Thursday, September 28, 2006

Trying to be productive

Some time ago, someone recommended the book Getting Things Done to me. They had noticed my fondness for running a tight ship in terms of detailed task tracking and realised I may be a candidate to take it to a new level. When I am leading a development team, I always end up employing XPlanner, which I will openly admit is not perfect. But it is simple enough that it fits my methodology quite well. In my system, its key job is to track what is and isn't done such that when Bob is sick, Jane can pick up where he left off, and don't have to walk the beat to find out where things are at.

Early in my XP journey (some four years ago), I worked under a regime where no work was done unless there was a task listed for it, with estimate, on the wiki. I liked this system, as the tasks were small enough to guarantee completion within a day and you could go home at the end of the day not having to remember any 'todos' for the next day. The following morning you came into work, had Stand Up, looked at the roster to see who you were pairing with and the went to the wiki to select a new task. It was such a mental freedom to not have to remember (and thus forget) all kinds of little tidbits. I actually believe that this created a more creative state, making it easier to solve difficult problems.

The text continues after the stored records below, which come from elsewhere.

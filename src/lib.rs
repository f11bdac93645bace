//! Polled driver for quadrature rotary encoders with a push-button.
//!
//! Targets the common KY-040 style module: two phase pins (CLK / DT) and an
//! active-low switch (SW). The driver does not configure GPIO and does not
//! use interrupts; the caller polls [`Encoder::update`] from a loop or a
//! timer tick, often enough to see every transition of phase A.
//!
//! # Architecture
//!
//! - [`capability`] — the [`PinReader`] and [`Clock`] traits the encoder is
//!   built on, plus adapters for `embedded-hal` pins and the Embassy clock.
//! - [`QuadratureDecoder`] — counts one step per rising edge of phase A.
//! - [`ButtonDebouncer`] — time-window debounce for the switch.
//! - [`Encoder`] — ties the above to injected hardware and a poll delay.
//!
//! # Quick start
//!
//! ```ignore
//! use poll_encoder::{Encoder, EncoderPins, HalInputs};
//!
//! let inputs = HalInputs::new(clk_pin, dt_pin, sw_pin);
//! let mut encoder = Encoder::new(inputs, clock, delay, EncoderPins::lines())?;
//!
//! loop {
//!     if encoder.update()? {
//!         // debounced button press
//!     }
//!     let position = encoder.count();
//! }
//! ```
//!
//! # Features
//!
//! - **`defmt`** — [`defmt::Format`] on public types and debug/trace
//!   logging of steps and presses.
//! - **`embassy`** — [`EmbassyClock`], a [`Clock`] backed by
//!   `embassy_time::Instant`.

#![cfg_attr(not(test), no_std)]

pub mod capability;
mod button;
mod config;
mod encoder;
mod error;
mod quadrature;

#[cfg(test)]
mod testing;

pub use button::ButtonDebouncer;
#[cfg(feature = "embassy")]
pub use capability::EmbassyClock;
pub use capability::{Clock, HalInputs, Line, PinReader};
pub use config::{EncoderConfig, EncoderPins, DEFAULT_DEBOUNCE_WINDOW_US, DEFAULT_POLL_DELAY_MS};
pub use encoder::Encoder;
pub use error::EncoderError;
pub use quadrature::{Direction, QuadratureDecoder};
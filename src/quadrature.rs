//! Quadrature decoding on the rising edge of phase A.
//!
//! Only the low-to-high transition of phase A is acted upon, which yields
//! one step per detent on KY-040 style encoders. At that edge the level of
//! phase B tells the direction: opposite to A means clockwise, equal means
//! counter-clockwise.

/// Direction of the most recent step.
#[derive(Debug, Clone, Copy, PartialEq, Eq, Default)]
#[cfg_attr(feature = "defmt", derive(defmt::Format))]
pub enum Direction {
    Clockwise,
    CounterClockwise,
    /// No step has been observed yet (or the encoder was reset).
    #[default]
    None,
}

impl Direction {
    /// Direction implied by the phase levels at a rising edge of phase A.
    pub fn from_phases(phase_a: bool, phase_b: bool) -> Self {
        if phase_b != phase_a {
            Direction::Clockwise
        } else {
            Direction::CounterClockwise
        }
    }

    /// Signed view: `+1`, `-1`, or `0`.
    pub fn as_i8(self) -> i8 {
        match self {
            Direction::Clockwise => 1,
            Direction::CounterClockwise => -1,
            Direction::None => 0,
        }
    }
}

/// Tracks phase A and accumulates steps.
#[derive(Debug, Clone, Copy)]
#[cfg_attr(feature = "defmt", derive(defmt::Format))]
pub struct QuadratureDecoder {
    last_phase_a: bool,
    count: i32,
    direction: Direction,
}

impl QuadratureDecoder {
    /// Start from an initial phase-A sample, so the first poll does not see
    /// a phantom edge.
    pub fn new(initial_phase_a: bool) -> Self {
        Self {
            last_phase_a: initial_phase_a,
            count: 0,
            direction: Direction::None,
        }
    }

    /// Feed one phase-A sample.
    ///
    /// `sample_b` is only invoked on a rising edge. If it fails, the error is
    /// returned and the decoder is left untouched, so the same edge is seen
    /// again on the next poll.
    ///
    /// Returns the direction of the step taken, if any.
    pub fn step<E>(
        &mut self,
        phase_a: bool,
        sample_b: impl FnOnce() -> Result<bool, E>,
    ) -> Result<Option<Direction>, E> {
        let mut stepped = None;

        if phase_a && !self.last_phase_a {
            let direction = Direction::from_phases(phase_a, sample_b()?);
            self.count = self.count.wrapping_add(direction.as_i8() as i32);
            self.direction = direction;
            stepped = Some(direction);
        }

        self.last_phase_a = phase_a;
        Ok(stepped)
    }

    pub fn count(&self) -> i32 {
        self.count
    }

    pub fn direction(&self) -> Direction {
        self.direction
    }

    /// Level of phase A seen by the latest [`step`](Self::step).
    pub fn last_phase_a(&self) -> bool {
        self.last_phase_a
    }

    /// Overwrite the accumulated count. Direction is left as is.
    pub fn set_count(&mut self, count: i32) {
        self.count = count;
    }

    /// Zero the count and forget the direction. Phase-A history is kept.
    pub fn reset(&mut self) {
        self.count = 0;
        self.direction = Direction::None;
    }
}
//! Encoder configuration.

use crate::capability::Line;

/// Default debounce window: 50 ms.
pub const DEFAULT_DEBOUNCE_WINDOW_US: u64 = 50_000;

/// Default delay after every poll: 1 ms.
pub const DEFAULT_POLL_DELAY_MS: u32 = 1;

/// Timing parameters for the encoder.
///
/// [`EncoderConfig::default()`] matches the classic KY-040 polling loop:
/// a 50 ms button window and a 1 ms pause after each poll.
#[derive(Debug, Clone, Copy, PartialEq, Eq)]
#[cfg_attr(feature = "defmt", derive(defmt::Format))]
pub struct EncoderConfig {
    /// Minimum gap, in microseconds, between two low button samples for the
    /// second one to count as a new press. Default: 50 000.
    pub debounce_window_us: u64,
    /// Delay, in milliseconds, performed at the end of every update.
    /// Default: 1.
    pub poll_delay_ms: u32,
}

impl Default for EncoderConfig {
    fn default() -> Self {
        Self {
            debounce_window_us: DEFAULT_DEBOUNCE_WINDOW_US,
            poll_delay_ms: DEFAULT_POLL_DELAY_MS,
        }
    }
}

impl EncoderConfig {
    /// Replace the button debounce window.
    pub const fn with_debounce_window_us(mut self, window_us: u64) -> Self {
        self.debounce_window_us = window_us;
        self
    }

    /// Replace the per-poll delay.
    pub const fn with_poll_delay_ms(mut self, delay_ms: u32) -> Self {
        self.poll_delay_ms = delay_ms;
        self
    }
}

/// Identifiers of the three encoder pins, as understood by the
/// [`PinReader`](crate::PinReader).
#[derive(Debug, Clone, Copy, PartialEq, Eq)]
#[cfg_attr(feature = "defmt", derive(defmt::Format))]
pub struct EncoderPins<P> {
    /// Phase A ("CLK").
    pub clk: P,
    /// Phase B ("DT").
    pub dt: P,
    /// Push-button ("SW"), active-low.
    pub sw: P,
}

impl<P> EncoderPins<P> {
    pub const fn new(clk: P, dt: P, sw: P) -> Self {
        Self { clk, dt, sw }
    }
}

impl EncoderPins<Line> {
    /// Pin identifiers for use with [`HalInputs`](crate::HalInputs).
    pub const fn lines() -> Self {
        Self::new(Line::Clk, Line::Dt, Line::Sw)
    }
}
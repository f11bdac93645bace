//! Error types for the encoder driver.

use core::fmt;

/// Errors that can occur while polling the encoder.
///
/// The decoding and debounce logic cannot fail on its own; the only source
/// of errors is the injected pin reader.
#[derive(Debug, Clone, Copy, PartialEq, Eq)]
pub enum EncoderError<E> {
    /// The pin reader failed to sample a line.
    Pin(E),
}

// Allow ergonomic `?` propagation from raw pin errors.
impl<E> From<E> for EncoderError<E> {
    fn from(error: E) -> Self {
        EncoderError::Pin(error)
    }
}

impl<E: fmt::Debug> fmt::Display for EncoderError<E> {
    fn fmt(&self, f: &mut fmt::Formatter) -> fmt::Result {
        match self {
            EncoderError::Pin(e) => write!(f, "pin read error: {:?}", e),
        }
    }
}

#[cfg(feature = "defmt")]
impl<E: defmt::Format> defmt::Format for EncoderError<E> {
    fn format(&self, f: defmt::Formatter) {
        match self {
            EncoderError::Pin(e) => defmt::write!(f, "pin read error: {}", e),
        }
    }
}
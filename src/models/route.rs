//! Route template models.
//!
//! A route is a reusable ordered sequence of process steps with durations
//! and dependency links. Projects are instantiated from a route: each
//! template step becomes one dated activity.
//!
//! Templates are immutable once a project references them; edits replace
//! the whole step list.

use serde::{Deserialize, Serialize};

use super::{RouteId, StepId, UserId};

/// One process step inside a route template.
///
/// `start_day_offset` is 1-based: offset 1 means the step starts on the
/// project's first business day. Each step has at most one dependency,
/// so the dependency structure is a chain, never a merging DAG.
#[derive(Debug, Clone, Serialize, Deserialize)]
pub struct TemplateStep {
    /// Step identifier, unique within the template.
    pub id: StepId,
    /// Position in the route (display/processing order).
    pub order: u32,
    /// Process step name.
    pub name: String,
    /// Expected deliverable, if any.
    pub deliverable: Option<String>,
    /// Working duration in business days.
    pub duration_business_days: u32,
    /// 1-based business-day offset from the project start.
    pub start_day_offset: u32,
    /// Step that must complete before this one starts.
    pub depends_on_step_id: Option<StepId>,
    /// User who executes the step.
    pub responsible_id: UserId,
    /// User who signs the step off.
    pub authorizer_id: UserId,
}

impl TemplateStep {
    /// Creates a step with the given id, order, duration, and offset.
    pub fn new(id: StepId, order: u32, duration_business_days: u32, start_day_offset: u32) -> Self {
        Self {
            id,
            order,
            name: String::new(),
            deliverable: None,
            duration_business_days,
            start_day_offset,
            depends_on_step_id: None,
            responsible_id: 0,
            authorizer_id: 0,
        }
    }

    /// Sets the step name.
    pub fn with_name(mut self, name: impl Into<String>) -> Self {
        self.name = name.into();
        self
    }

    /// Sets the deliverable description.
    pub fn with_deliverable(mut self, deliverable: impl Into<String>) -> Self {
        self.deliverable = Some(deliverable.into());
        self
    }

    /// Declares a dependency on another step of the same template.
    pub fn with_dependency(mut self, step_id: StepId) -> Self {
        self.depends_on_step_id = Some(step_id);
        self
    }

    /// Assigns the responsible user.
    pub fn with_responsible(mut self, user_id: UserId) -> Self {
        self.responsible_id = user_id;
        self
    }

    /// Assigns the authorizing user.
    pub fn with_authorizer(mut self, user_id: UserId) -> Self {
        self.authorizer_id = user_id;
        self
    }
}

/// A reusable route: the ordered template a project is built from.
#[derive(Debug, Clone, Serialize, Deserialize)]
pub struct RouteTemplate {
    /// Route identifier.
    pub id: RouteId,
    /// Route name.
    pub name: String,
    /// Total working span of the route in business days, used to compute
    /// the project's initial end date.
    pub total_business_days: u32,
    /// Steps in template order.
    pub steps: Vec<TemplateStep>,
}

impl RouteTemplate {
    /// Creates an empty route template.
    pub fn new(id: RouteId, name: impl Into<String>, total_business_days: u32) -> Self {
        Self {
            id,
            name: name.into(),
            total_business_days,
            steps: Vec::new(),
        }
    }

    /// Adds a step (builder form).
    pub fn with_step(mut self, step: TemplateStep) -> Self {
        self.steps.push(step);
        self
    }

    /// Looks up a step by id.
    pub fn step(&self, id: StepId) -> Option<&TemplateStep> {
        self.steps.iter().find(|s| s.id == id)
    }

    /// Number of steps.
    pub fn step_count(&self) -> usize {
        self.steps.len()
    }
}

#[cfg(test)]
mod tests {
    use super::*;

    #[test]
    fn test_step_builder() {
        let step = TemplateStep::new(10, 1, 3, 1)
            .with_name("Pattern design")
            .with_deliverable("Approved pattern")
            .with_dependency(5)
            .with_responsible(7)
            .with_authorizer(8);

        assert_eq!(step.id, 10);
        assert_eq!(step.order, 1);
        assert_eq!(step.duration_business_days, 3);
        assert_eq!(step.start_day_offset, 1);
        assert_eq!(step.depends_on_step_id, Some(5));
        assert_eq!(step.responsible_id, 7);
        assert_eq!(step.authorizer_id, 8);
        assert_eq!(step.deliverable.as_deref(), Some("Approved pattern"));
    }

    #[test]
    fn test_template_builder() {
        let route = RouteTemplate::new(1, "Standard development", 5)
            .with_step(TemplateStep::new(1, 1, 3, 1))
            .with_step(TemplateStep::new(2, 2, 2, 4).with_dependency(1));

        assert_eq!(route.step_count(), 2);
        assert_eq!(route.total_business_days, 5);
        assert!(route.step(1).is_some());
        assert!(route.step(99).is_none());
        assert_eq!(route.step(2).unwrap().depends_on_step_id, Some(1));
    }
}
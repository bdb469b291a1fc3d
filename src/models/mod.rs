//! Tracker domain models.
//!
//! Value types for the manufacturing-project tracker: the business
//! calendar, route templates, projects, activities with their audit log,
//! and blockages. All types are serde-serializable value objects; the
//! algorithms that mutate them live in [`crate::engine`].
//!
//! Identifiers are opaque integers, matching the external identity
//! collaborator: wide ids for per-project entities, narrow ids for
//! catalog entities (users, route steps, areas).

mod activity;
mod blockage;
mod calendar;
mod project;
mod route;

pub use activity::{Activity, ActivityLogEntry, ActivityStatus};
pub use blockage::Blockage;
pub use calendar::BusinessCalendar;
pub use project::{Project, ProjectStatus};
pub use route::{RouteTemplate, TemplateStep};

/// Project identifier.
pub type ProjectId = u64;
/// Activity identifier (unique within a project).
pub type ActivityId = u64;
/// Audit log entry identifier (unique within a project).
pub type LogEntryId = u64;
/// Blockage identifier (unique within a project).
pub type BlockageId = u64;
/// Route template identifier.
pub type RouteId = u32;
/// Template step identifier (unique within a template).
pub type StepId = u32;
/// Opaque user identifier supplied by the identity collaborator.
pub type UserId = u32;
/// Process-area identifier.
pub type AreaId = u32;
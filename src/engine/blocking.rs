//! Blockage overlay: open incidents against activities.
//!
//! A blockage freezes an activity's status at `Blocked` and records who
//! must fix what by when. It is a pure status/audit overlay: planned
//! dates and durations are never touched, so reporting an incident never
//! reshuffles the schedule.

use chrono::{NaiveDate, Utc};
use tracing::info;

use crate::error::{Result, TrackerError};
use crate::models::{
    ActivityId, ActivityStatus, AreaId, Blockage, BlockageId, UserId,
};

use super::{recompute_project_metrics, ProjectGraph};

/// Everything needed to open a blockage against an activity.
#[derive(Debug, Clone)]
pub struct BlockageRequest {
    /// Activity to block.
    pub activity_id: ActivityId,
    /// Area the incident is attributed to.
    pub area_id: AreaId,
    /// Who must resolve it.
    pub responsible_id: UserId,
    /// Who reported it.
    pub reported_by: UserId,
    /// What is wrong.
    pub description: String,
    /// Agreed corrective action.
    pub corrective_action: String,
    /// Date the corrective action is committed for.
    pub commitment_date: NaiveDate,
}

/// Opens a blockage and moves the activity to `Blocked`.
///
/// Fails with `InvalidActivityState` if the activity is terminal or
/// already has an open blockage. The audit entry records the activity's
/// actual prior status. Planned dates are untouched.
pub fn open_blockage(graph: &mut ProjectGraph, request: BlockageRequest) -> Result<BlockageId> {
    let activity_id = request.activity_id;
    let activity = graph.activity(activity_id).ok_or(TrackerError::NotFound {
        entity: "activity",
        id: activity_id,
    })?;

    if activity.status.is_terminal() {
        return Err(TrackerError::InvalidActivityState {
            activity_id,
            reason: format!("cannot block a {:?} activity", activity.status),
        });
    }
    if graph.open_blockage_for(activity_id).is_some() {
        return Err(TrackerError::InvalidActivityState {
            activity_id,
            reason: "activity already has an open blockage".to_string(),
        });
    }

    let status_before = activity.status;
    let blockage_id = graph.allocate_blockage_id();
    graph.blockages.push(Blockage {
        id: blockage_id,
        activity_id,
        area_id: request.area_id,
        responsible_id: request.responsible_id,
        reported_by: request.reported_by,
        description: request.description.clone(),
        corrective_action: request.corrective_action,
        opened_at: Utc::now(),
        commitment_date: request.commitment_date,
        closed_at: None,
        resolution_notes: None,
        is_open: true,
    });

    if let Some(activity) = graph.activity_mut(activity_id) {
        activity.status = ActivityStatus::Blocked;
    }
    graph.append_log(
        activity_id,
        request.reported_by,
        status_before,
        ActivityStatus::Blocked,
        Some(format!("Blockage opened: {}", request.description)),
    );
    recompute_project_metrics(graph);

    info!(
        project_id = graph.project.id,
        activity_id,
        blockage_id,
        area_id = request.area_id,
        "blockage opened"
    );
    Ok(blockage_id)
}

/// Closes an open blockage and returns the activity to `InProgress` if it
/// is still `Blocked`.
///
/// Fails with `NotFound` if the blockage does not exist or is already
/// closed. Planned dates are untouched.
pub fn resolve_blockage(
    graph: &mut ProjectGraph,
    blockage_id: BlockageId,
    resolving_user: UserId,
    resolution_notes: impl Into<String>,
) -> Result<ActivityId> {
    let open = graph
        .blockage(blockage_id)
        .filter(|b| b.is_open)
        .ok_or(TrackerError::NotFound {
            entity: "blockage",
            id: blockage_id,
        })?;
    let activity_id = open.activity_id;

    let blockage = graph
        .blockages
        .iter_mut()
        .find(|b| b.id == blockage_id)
        .ok_or(TrackerError::NotFound {
            entity: "blockage",
            id: blockage_id,
        })?;
    blockage.closed_at = Some(Utc::now());
    blockage.is_open = false;
    blockage.resolution_notes = Some(resolution_notes.into());

    let status_before = graph
        .activity(activity_id)
        .map(|a| a.status)
        .unwrap_or(ActivityStatus::Blocked);
    if status_before == ActivityStatus::Blocked {
        if let Some(activity) = graph.activity_mut(activity_id) {
            activity.status = ActivityStatus::InProgress;
        }
    }
    let status_after = graph
        .activity(activity_id)
        .map(|a| a.status)
        .unwrap_or(status_before);

    graph.append_log(
        activity_id,
        resolving_user,
        status_before,
        status_after,
        Some("Blockage resolved".to_string()),
    );
    recompute_project_metrics(graph);

    info!(
        project_id = graph.project.id,
        activity_id,
        blockage_id,
        resolving_user,
        "blockage resolved"
    );
    Ok(activity_id)
}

This brings me back to GTD. The key concept the resonated with me was capturing tasks in a logical trusted repository outside of your head. It sounded a lot like what I had experienced before, and was certainly the hook that got me in. Now, the book is quite detailed and at the time I was involved with a project that was not moving particularly quickly so, after reading the first section, I put it on the back burner.

At moment, though a lot of projects of various size and shape are coming up and I believe that it is time for me to delve further. I figure that having experience with such system will hold me in good stead for when I get really busy.